> [DATA EXTRACTS]:
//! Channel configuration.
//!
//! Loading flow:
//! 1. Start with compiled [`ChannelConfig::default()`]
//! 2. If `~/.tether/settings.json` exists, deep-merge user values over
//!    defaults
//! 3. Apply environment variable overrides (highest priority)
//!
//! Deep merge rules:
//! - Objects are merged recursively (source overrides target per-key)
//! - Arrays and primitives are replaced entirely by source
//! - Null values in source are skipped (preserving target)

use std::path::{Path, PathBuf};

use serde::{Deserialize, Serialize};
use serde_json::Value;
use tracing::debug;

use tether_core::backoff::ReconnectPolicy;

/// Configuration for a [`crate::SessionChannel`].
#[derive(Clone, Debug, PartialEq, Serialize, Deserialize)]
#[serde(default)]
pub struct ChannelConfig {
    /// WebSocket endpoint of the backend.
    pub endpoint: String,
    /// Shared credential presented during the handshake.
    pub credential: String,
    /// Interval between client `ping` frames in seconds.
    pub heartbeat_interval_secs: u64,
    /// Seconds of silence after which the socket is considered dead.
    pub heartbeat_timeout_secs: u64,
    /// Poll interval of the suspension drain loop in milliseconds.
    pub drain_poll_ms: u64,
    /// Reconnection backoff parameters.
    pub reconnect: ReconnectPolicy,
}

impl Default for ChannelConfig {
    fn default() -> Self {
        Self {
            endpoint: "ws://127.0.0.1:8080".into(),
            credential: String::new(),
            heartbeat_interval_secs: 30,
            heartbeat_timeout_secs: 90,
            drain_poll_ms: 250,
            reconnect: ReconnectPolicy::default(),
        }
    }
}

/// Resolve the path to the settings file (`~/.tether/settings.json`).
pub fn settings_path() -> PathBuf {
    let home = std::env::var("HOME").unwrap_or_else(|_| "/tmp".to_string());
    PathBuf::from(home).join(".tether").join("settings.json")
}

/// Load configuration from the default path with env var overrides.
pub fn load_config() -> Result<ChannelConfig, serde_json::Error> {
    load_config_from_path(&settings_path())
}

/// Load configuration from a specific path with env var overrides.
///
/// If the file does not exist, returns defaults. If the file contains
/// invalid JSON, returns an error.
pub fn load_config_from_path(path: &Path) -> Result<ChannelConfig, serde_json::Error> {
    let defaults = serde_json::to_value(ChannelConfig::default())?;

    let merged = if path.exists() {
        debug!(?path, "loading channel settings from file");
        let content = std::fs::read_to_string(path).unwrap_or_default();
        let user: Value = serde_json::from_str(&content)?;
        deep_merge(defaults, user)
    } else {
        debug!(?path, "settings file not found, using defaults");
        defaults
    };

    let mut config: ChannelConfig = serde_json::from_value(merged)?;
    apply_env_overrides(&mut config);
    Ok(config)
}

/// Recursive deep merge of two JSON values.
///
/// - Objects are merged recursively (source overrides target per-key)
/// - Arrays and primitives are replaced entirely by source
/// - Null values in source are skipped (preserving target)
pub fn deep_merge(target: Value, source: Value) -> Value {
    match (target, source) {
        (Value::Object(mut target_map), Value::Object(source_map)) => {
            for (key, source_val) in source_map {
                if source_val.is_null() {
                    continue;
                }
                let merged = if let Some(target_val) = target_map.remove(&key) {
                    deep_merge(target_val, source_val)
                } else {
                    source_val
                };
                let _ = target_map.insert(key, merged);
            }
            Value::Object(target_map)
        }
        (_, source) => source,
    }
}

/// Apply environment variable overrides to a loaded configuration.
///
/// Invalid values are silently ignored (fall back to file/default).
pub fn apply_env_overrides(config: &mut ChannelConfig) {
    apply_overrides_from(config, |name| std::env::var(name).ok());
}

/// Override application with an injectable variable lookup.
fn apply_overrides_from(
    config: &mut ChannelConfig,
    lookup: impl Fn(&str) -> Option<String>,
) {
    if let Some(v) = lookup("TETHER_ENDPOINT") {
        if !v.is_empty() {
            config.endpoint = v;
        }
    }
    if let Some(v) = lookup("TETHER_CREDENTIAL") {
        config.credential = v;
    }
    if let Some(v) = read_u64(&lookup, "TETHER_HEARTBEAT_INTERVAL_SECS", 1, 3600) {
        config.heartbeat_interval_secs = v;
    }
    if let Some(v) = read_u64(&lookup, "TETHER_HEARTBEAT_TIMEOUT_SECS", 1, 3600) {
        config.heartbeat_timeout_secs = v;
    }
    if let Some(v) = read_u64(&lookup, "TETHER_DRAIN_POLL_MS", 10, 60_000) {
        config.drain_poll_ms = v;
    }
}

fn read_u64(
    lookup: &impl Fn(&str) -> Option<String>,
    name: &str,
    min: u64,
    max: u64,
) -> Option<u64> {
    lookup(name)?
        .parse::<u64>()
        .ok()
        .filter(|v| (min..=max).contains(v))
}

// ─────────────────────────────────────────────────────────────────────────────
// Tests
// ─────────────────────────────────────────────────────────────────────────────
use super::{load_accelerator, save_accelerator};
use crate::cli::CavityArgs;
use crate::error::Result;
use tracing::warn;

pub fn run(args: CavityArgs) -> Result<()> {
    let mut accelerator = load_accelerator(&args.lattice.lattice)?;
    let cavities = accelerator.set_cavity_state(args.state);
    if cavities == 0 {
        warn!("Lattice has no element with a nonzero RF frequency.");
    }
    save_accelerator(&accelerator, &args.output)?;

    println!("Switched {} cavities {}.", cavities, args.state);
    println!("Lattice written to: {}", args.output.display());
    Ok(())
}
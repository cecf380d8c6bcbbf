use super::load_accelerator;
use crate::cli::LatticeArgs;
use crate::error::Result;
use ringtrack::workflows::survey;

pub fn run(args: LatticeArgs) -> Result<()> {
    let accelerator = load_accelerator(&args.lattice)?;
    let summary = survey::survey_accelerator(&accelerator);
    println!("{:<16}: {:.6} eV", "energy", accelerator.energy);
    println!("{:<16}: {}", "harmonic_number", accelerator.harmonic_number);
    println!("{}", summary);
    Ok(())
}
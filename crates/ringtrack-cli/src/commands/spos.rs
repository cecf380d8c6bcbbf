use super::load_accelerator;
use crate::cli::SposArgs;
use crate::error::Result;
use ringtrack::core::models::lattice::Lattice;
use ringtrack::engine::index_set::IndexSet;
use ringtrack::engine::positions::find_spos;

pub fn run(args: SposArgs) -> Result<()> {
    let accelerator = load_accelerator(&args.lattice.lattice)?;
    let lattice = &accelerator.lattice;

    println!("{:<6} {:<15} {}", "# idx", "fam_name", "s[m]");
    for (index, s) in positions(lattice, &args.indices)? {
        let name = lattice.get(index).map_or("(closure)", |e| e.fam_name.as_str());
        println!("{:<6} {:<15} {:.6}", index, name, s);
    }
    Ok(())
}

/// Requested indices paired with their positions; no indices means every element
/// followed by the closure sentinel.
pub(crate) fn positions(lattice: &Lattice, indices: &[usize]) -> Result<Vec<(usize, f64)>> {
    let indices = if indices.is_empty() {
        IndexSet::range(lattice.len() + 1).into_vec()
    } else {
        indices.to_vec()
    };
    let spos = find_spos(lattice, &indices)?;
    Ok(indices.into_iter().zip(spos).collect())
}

...

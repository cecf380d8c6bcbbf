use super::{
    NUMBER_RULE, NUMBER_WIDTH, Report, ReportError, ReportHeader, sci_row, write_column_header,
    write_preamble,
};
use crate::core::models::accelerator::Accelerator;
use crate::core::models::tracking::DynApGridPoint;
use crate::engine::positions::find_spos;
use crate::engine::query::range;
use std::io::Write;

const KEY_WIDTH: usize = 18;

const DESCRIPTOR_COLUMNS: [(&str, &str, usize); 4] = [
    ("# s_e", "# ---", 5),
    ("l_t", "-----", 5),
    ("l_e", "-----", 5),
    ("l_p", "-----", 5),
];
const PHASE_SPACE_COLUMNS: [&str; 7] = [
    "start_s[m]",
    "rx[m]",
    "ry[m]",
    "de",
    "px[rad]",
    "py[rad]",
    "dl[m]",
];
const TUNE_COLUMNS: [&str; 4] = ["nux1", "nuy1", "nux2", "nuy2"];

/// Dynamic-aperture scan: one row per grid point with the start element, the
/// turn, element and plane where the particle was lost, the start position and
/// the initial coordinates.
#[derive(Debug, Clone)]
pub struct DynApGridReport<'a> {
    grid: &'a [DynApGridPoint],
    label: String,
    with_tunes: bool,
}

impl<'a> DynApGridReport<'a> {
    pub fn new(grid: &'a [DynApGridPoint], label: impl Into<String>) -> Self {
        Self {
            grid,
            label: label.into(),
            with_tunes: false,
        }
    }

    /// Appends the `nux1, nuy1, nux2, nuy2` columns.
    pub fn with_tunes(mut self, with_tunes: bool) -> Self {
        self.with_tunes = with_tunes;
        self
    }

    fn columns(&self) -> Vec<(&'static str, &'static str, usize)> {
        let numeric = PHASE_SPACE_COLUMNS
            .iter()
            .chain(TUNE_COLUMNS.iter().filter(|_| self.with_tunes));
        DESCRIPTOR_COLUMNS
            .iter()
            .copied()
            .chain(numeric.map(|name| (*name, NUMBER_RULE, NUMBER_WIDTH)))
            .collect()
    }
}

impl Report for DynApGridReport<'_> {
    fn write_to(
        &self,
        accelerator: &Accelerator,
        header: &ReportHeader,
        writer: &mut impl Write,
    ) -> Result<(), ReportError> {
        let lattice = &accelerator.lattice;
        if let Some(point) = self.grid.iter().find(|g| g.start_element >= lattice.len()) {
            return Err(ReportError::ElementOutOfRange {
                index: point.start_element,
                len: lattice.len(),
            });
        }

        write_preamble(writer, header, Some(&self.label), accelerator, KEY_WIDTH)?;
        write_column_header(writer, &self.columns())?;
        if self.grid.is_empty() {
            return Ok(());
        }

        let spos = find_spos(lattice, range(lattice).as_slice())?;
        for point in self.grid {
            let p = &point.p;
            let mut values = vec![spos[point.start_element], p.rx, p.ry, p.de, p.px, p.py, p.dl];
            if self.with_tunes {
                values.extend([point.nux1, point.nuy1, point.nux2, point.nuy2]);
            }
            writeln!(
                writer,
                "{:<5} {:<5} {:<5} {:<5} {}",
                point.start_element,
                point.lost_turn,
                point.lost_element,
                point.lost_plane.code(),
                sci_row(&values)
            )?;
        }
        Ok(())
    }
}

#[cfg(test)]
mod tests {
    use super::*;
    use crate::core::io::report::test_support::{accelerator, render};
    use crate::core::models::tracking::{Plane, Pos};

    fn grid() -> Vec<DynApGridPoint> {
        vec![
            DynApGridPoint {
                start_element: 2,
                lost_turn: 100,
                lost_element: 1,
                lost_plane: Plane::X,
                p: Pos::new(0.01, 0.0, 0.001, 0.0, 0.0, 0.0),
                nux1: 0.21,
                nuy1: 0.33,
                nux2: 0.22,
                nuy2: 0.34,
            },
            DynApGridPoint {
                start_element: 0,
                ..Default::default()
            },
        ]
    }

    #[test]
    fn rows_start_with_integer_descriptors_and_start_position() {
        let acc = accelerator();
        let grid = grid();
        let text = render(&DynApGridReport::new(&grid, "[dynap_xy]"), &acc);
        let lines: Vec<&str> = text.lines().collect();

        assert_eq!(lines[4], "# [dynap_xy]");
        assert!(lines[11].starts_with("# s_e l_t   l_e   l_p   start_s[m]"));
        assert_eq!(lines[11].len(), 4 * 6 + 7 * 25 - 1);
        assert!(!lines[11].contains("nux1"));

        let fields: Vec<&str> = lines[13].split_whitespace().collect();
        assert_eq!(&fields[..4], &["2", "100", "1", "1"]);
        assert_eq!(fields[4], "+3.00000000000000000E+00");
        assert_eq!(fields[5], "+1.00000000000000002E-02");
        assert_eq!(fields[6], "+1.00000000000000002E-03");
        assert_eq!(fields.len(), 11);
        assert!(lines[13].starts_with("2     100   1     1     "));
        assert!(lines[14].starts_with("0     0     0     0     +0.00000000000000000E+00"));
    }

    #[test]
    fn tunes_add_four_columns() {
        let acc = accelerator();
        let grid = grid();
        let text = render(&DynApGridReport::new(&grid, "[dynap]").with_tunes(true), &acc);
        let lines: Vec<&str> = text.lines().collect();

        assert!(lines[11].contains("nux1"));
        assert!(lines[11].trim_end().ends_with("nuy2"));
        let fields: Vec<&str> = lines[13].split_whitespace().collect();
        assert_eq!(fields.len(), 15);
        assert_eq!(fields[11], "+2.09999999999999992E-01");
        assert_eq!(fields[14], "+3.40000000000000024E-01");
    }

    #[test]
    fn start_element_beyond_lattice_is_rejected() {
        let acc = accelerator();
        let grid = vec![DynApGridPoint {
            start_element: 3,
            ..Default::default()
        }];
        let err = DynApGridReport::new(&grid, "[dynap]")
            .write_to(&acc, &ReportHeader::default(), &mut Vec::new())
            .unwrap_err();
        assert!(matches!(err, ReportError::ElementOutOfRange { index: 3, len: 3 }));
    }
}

> [WORK TO COMPLETE]: Search the data above and return each line in which "positions" occurs.

> [EXERCISE OUTPUT]:
use ringtrack::engine::positions::find_spos;
    for (index, s) in positions(lattice, &args.indices)? {
/// Requested indices paired with their positions; no indices means every element
pub(crate) fn positions(lattice: &Lattice, indices: &[usize]) -> Result<Vec<(usize, f64)>> {
use crate::engine::positions::find_spos;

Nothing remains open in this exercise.